La película empieza con un golpe bajo: Montse, la matriarca (una Emma Vilarasau que te parte el alma), decide ocultar un drama familiar con tal de no cancelar su fin de semana perfecto. ¿Suena exagerado? Quizá, pero es la clave para entender a esta familia que parece sacada de un manual de cómo arruinarlo todo. El hijo artista (Enric Auquer) es un niño grande que arrastra a una novia cada vez más harta, la hija (María Rodríguez Soto) se ahoga entre pañales y rutina, y el padre (Alberto San Juan) intenta sobrevivir a su divorcio con la elegancia de un elefante en una cacharrería.

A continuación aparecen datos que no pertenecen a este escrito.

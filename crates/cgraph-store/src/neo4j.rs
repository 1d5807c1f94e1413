//! Neo4j-backed concept graph store and vector index.
//!
//! Concepts are `(:Concept {name, type})` nodes, relations are
//! `[:RELATED_TO {type}]` edges, and indexed text lives on nodes labelled with
//! the collection label.

use async_trait::async_trait;
use cgraph_core::{
    Concept, ConceptGraphStore, Embedder, GraphStats, IndexError, IndexMetadata, MergeStats,
    Relation, StoreError, VectorIndex,
};
use neo4rs::{ConfigBuilder, Graph, Query, Row, Txn, query};
use std::sync::Arc;
use tracing::{debug, info, warn};

use crate::cypher;

/// Connection parameters.
#[derive(Debug, Clone)]
pub struct Neo4jConfig {
    pub uri: String,
    pub user: String,
    pub password: String,
    /// Database name; the server default when `None`
    pub database: Option<String>,
    pub max_connections: usize,
}

/// Open a pooled connection.
pub async fn connect(config: &Neo4jConfig) -> Result<Graph, StoreError> {
    let mut builder = ConfigBuilder::default()
        .uri(config.uri.as_str())
        .user(config.user.as_str())
        .password(config.password.as_str())
        .max_connections(config.max_connections);
    if let Some(db) = &config.database {
        builder = builder.db(db.as_str());
    }

    let neo_config = builder
        .build()
        .map_err(|e| StoreError::Connection(e.to_string()))?;
    let graph = Graph::connect(neo_config)
        .await
        .map_err(|e| StoreError::Connection(e.to_string()))?;

    info!("Connected to Neo4j at {}", config.uri);
    Ok(graph)
}

fn relation_query(source: &str, target: &str, kind: &str) -> Query {
    query(cypher::UPSERT_RELATION)
        .param("source", source)
        .param("target", target)
        .param("kind", kind)
}

fn concept_query(name: &str, concept_type: &str) -> Query {
    query(cypher::UPSERT_CONCEPT)
        .param("name", name)
        .param("type", concept_type)
}

/// Map the endpoint flags returned by [`cypher::UPSERT_RELATION`].
fn check_endpoints(row: Option<Row>, source: &str, target: &str) -> Result<(), StoreError> {
    let row = row.ok_or_else(|| StoreError::Query("relation upsert returned no row".into()))?;
    let has_source: bool = row
        .get("has_source")
        .map_err(|e| StoreError::Query(e.to_string()))?;
    let has_target: bool = row
        .get("has_target")
        .map_err(|e| StoreError::Query(e.to_string()))?;

    if !has_source {
        return Err(StoreError::ConceptNotFound(source.to_string()));
    }
    if !has_target {
        return Err(StoreError::ConceptNotFound(target.to_string()));
    }
    Ok(())
}

async fn write_batch(
    txn: &mut Txn,
    concepts: &[Concept],
    relations: &[Relation],
) -> Result<(), StoreError> {
    for concept in concepts {
        txn.run(concept_query(&concept.name, &concept.concept_type))
            .await
            .map_err(|e| StoreError::Write(e.to_string()))?;
    }

    for relation in relations {
        let mut stream = txn
            .execute(relation_query(
                &relation.source,
                &relation.target,
                &relation.kind,
            ))
            .await
            .map_err(|e| StoreError::Write(e.to_string()))?;
        let row = stream
            .next(txn.handle())
            .await
            .map_err(|e| StoreError::Write(e.to_string()))?;
        check_endpoints(row, &relation.source, &relation.target)?;
    }

    Ok(())
}

// ============================================================================
// Graph Store
// ============================================================================

/// Concept graph stored in Neo4j.
pub struct Neo4jGraphStore {
    graph: Graph,
}

impl Neo4jGraphStore {
    /// Wrap an open connection.
    #[must_use]
    pub fn new(graph: Graph) -> Self {
        Self { graph }
    }

    /// Connect using `config`.
    pub async fn connect(config: &Neo4jConfig) -> Result<Self, StoreError> {
        Ok(Self::new(connect(config).await?))
    }

    async fn count(&self, statement: &str) -> Result<u64, StoreError> {
        let mut stream = self
            .graph
            .execute(query(statement))
            .await
            .map_err(|e| StoreError::Query(e.to_string()))?;
        let row = stream
            .next()
            .await
            .map_err(|e| StoreError::Query(e.to_string()))?;

        match row {
            Some(row) => {
                let n: i64 = row.get("n").map_err(|e| StoreError::Query(e.to_string()))?;
                Ok(n.max(0) as u64)
            }
            None => Ok(0),
        }
    }
}

#[async_trait]
impl ConceptGraphStore for Neo4jGraphStore {
    async fn init(&self) -> Result<(), StoreError> {
        self.graph
            .run(query(cypher::CONCEPT_CONSTRAINT))
            .await
            .map_err(|e| StoreError::Init(e.to_string()))?;
        debug!("Concept name constraint ensured");
        Ok(())
    }

    async fn upsert_concept(&self, name: &str, concept_type: &str) -> Result<(), StoreError> {
        self.graph
            .run(concept_query(name, concept_type))
            .await
            .map_err(|e| StoreError::Write(e.to_string()))
    }

    async fn upsert_relation(
        &self,
        source: &str,
        target: &str,
        kind: &str,
    ) -> Result<(), StoreError> {
        let mut stream = self
            .graph
            .execute(relation_query(source, target, kind))
            .await
            .map_err(|e| StoreError::Write(e.to_string()))?;
        let row = stream
            .next()
            .await
            .map_err(|e| StoreError::Write(e.to_string()))?;

        check_endpoints(row, source, target)
    }

    /// Writes the whole document in one transaction; any failure rolls it back.
    async fn merge_graph(
        &self,
        concepts: &[Concept],
        relations: &[Relation],
    ) -> Result<MergeStats, StoreError> {
        let mut txn = self
            .graph
            .start_txn()
            .await
            .map_err(|e| StoreError::Connection(e.to_string()))?;

        if let Err(e) = write_batch(&mut txn, concepts, relations).await {
            if let Err(rollback) = txn.rollback().await {
                warn!("Rollback failed: {}", rollback);
            }
            return Err(e);
        }

        txn.commit()
            .await
            .map_err(|e| StoreError::Write(e.to_string()))?;

        debug!(
            "Committed {} concepts and {} relations",
            concepts.len(),
            relations.len()
        );
        Ok(MergeStats {
            concepts_written: concepts.len(),
            relations_written: relations.len(),
        })
    }

    async fn get_concept(&self, name: &str) -> Result<Option<Concept>, StoreError> {
        let mut stream = self
            .graph
            .execute(query(cypher::GET_CONCEPT).param("name", name))
            .await
            .map_err(|e| StoreError::Query(e.to_string()))?;

        let Some(row) = stream
            .next()
            .await
            .map_err(|e| StoreError::Query(e.to_string()))?
        else {
            return Ok(None);
        };

        let concept_type: Option<String> =
            row.get("type").map_err(|e| StoreError::Query(e.to_string()))?;
        Ok(Some(Concept::new(name, concept_type.unwrap_or_default())))
    }

    async fn relations_from(&self, name: &str) -> Result<Vec<Relation>, StoreError> {
        let mut stream = self
            .graph
            .execute(query(cypher::RELATIONS_FROM).param("name", name))
            .await
            .map_err(|e| StoreError::Query(e.to_string()))?;

        let mut relations = Vec::new();
        while let Some(row) = stream
            .next()
            .await
            .map_err(|e| StoreError::Query(e.to_string()))?
        {
            let target: String = row
                .get("target")
                .map_err(|e| StoreError::Query(e.to_string()))?;
            let kind: String = row
                .get("kind")
                .map_err(|e| StoreError::Query(e.to_string()))?;
            relations.push(Relation::new(name, target, kind));
        }
        Ok(relations)
    }

    async fn stats(&self) -> Result<GraphStats, StoreError> {
        Ok(GraphStats {
            concept_count: self.count(cypher::COUNT_CONCEPTS).await?,
            relation_count: self.count(cypher::COUNT_RELATIONS).await?,
            last_updated: None,
        })
    }
}

// ============================================================================
// Vector Index
// ============================================================================

/// Text nodes with embeddings, labelled with the collection label.
pub struct Neo4jVectorIndex {
    graph: Graph,
    embedder: Arc<dyn Embedder>,
    dimension: usize,
}

impl Neo4jVectorIndex {
    pub fn new(graph: Graph, embedder: Arc<dyn Embedder>, dimension: usize) -> Self {
        Self {
            graph,
            embedder,
            dimension,
        }
    }

    fn checked_label(collection: &str) -> Result<&str, IndexError> {
        if cypher::is_valid_label(collection) {
            Ok(collection)
        } else {
            Err(IndexError::Write(format!(
                "invalid collection label: {collection:?}"
            )))
        }
    }

    /// Create the vector index for `collection` if it does not exist.
    pub async fn ensure_collection(&self, collection: &str) -> Result<(), IndexError> {
        let label = Self::checked_label(collection)?;
        self.graph
            .run(query(&cypher::vector_index(label, self.dimension)))
            .await
            .map_err(|e| IndexError::Write(e.to_string()))
    }
}

#[async_trait]
impl VectorIndex for Neo4jVectorIndex {
    async fn init(&self) -> Result<(), IndexError> {
        if self.embedder.dimension() != self.dimension {
            return Err(IndexError::Dimension {
                expected: self.dimension,
                actual: self.embedder.dimension(),
            });
        }
        Ok(())
    }

    async fn index_text(&self, text: &str, metadata: &IndexMetadata) -> Result<(), IndexError> {
        let label = Self::checked_label(&metadata.collection)?;
        let output = self.embedder.embed_one(text).await?;
        if output.embedding.len() != self.dimension {
            return Err(IndexError::Dimension {
                expected: self.dimension,
                actual: output.embedding.len(),
            });
        }

        let embedding: Vec<f64> = output.embedding.iter().map(|&v| f64::from(v)).collect();
        let statement = cypher::upsert_text(label);
        self.graph
            .run(
                query(&statement)
                    .param("content_hash", metadata.content_hash.as_str())
                    .param("text", text)
                    .param("embedding", embedding)
                    .param("source", metadata.source.as_str())
                    .param("ingested_at", metadata.ingested_at.to_rfc3339()),
            )
            .await
            .map_err(|e| IndexError::Write(e.to_string()))?;

        debug!("Indexed {} chars into :{}", text.len(), label);
        Ok(())
    }
}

El guion de Eduard Solà no tiene piedad: los diálogos cortan como cuchillos y retratan una familia que, aunque te dé vergüenza ajena, te suena de algo. No son héroes ni villanos, sino gente que se equivoca, se odia y, en el fondo, se necesita. La película no juzga, pero te obliga a mirar sin parpadear. Te ríes de sus tonterías, como cuando se ponen pedantes con el vino, pero también te duele reconocer sus miedos.

Compararla con Alexander Payne no es casual: tiene ese humor que duele y un ritmo que no te deja respirar. La dirección es sencilla pero inteligente, dejando que los actores brillen (y vaya si lo hacen). Hasta la banda sonora juega en silencio, subrayando las risas y los dramas sin empalagar.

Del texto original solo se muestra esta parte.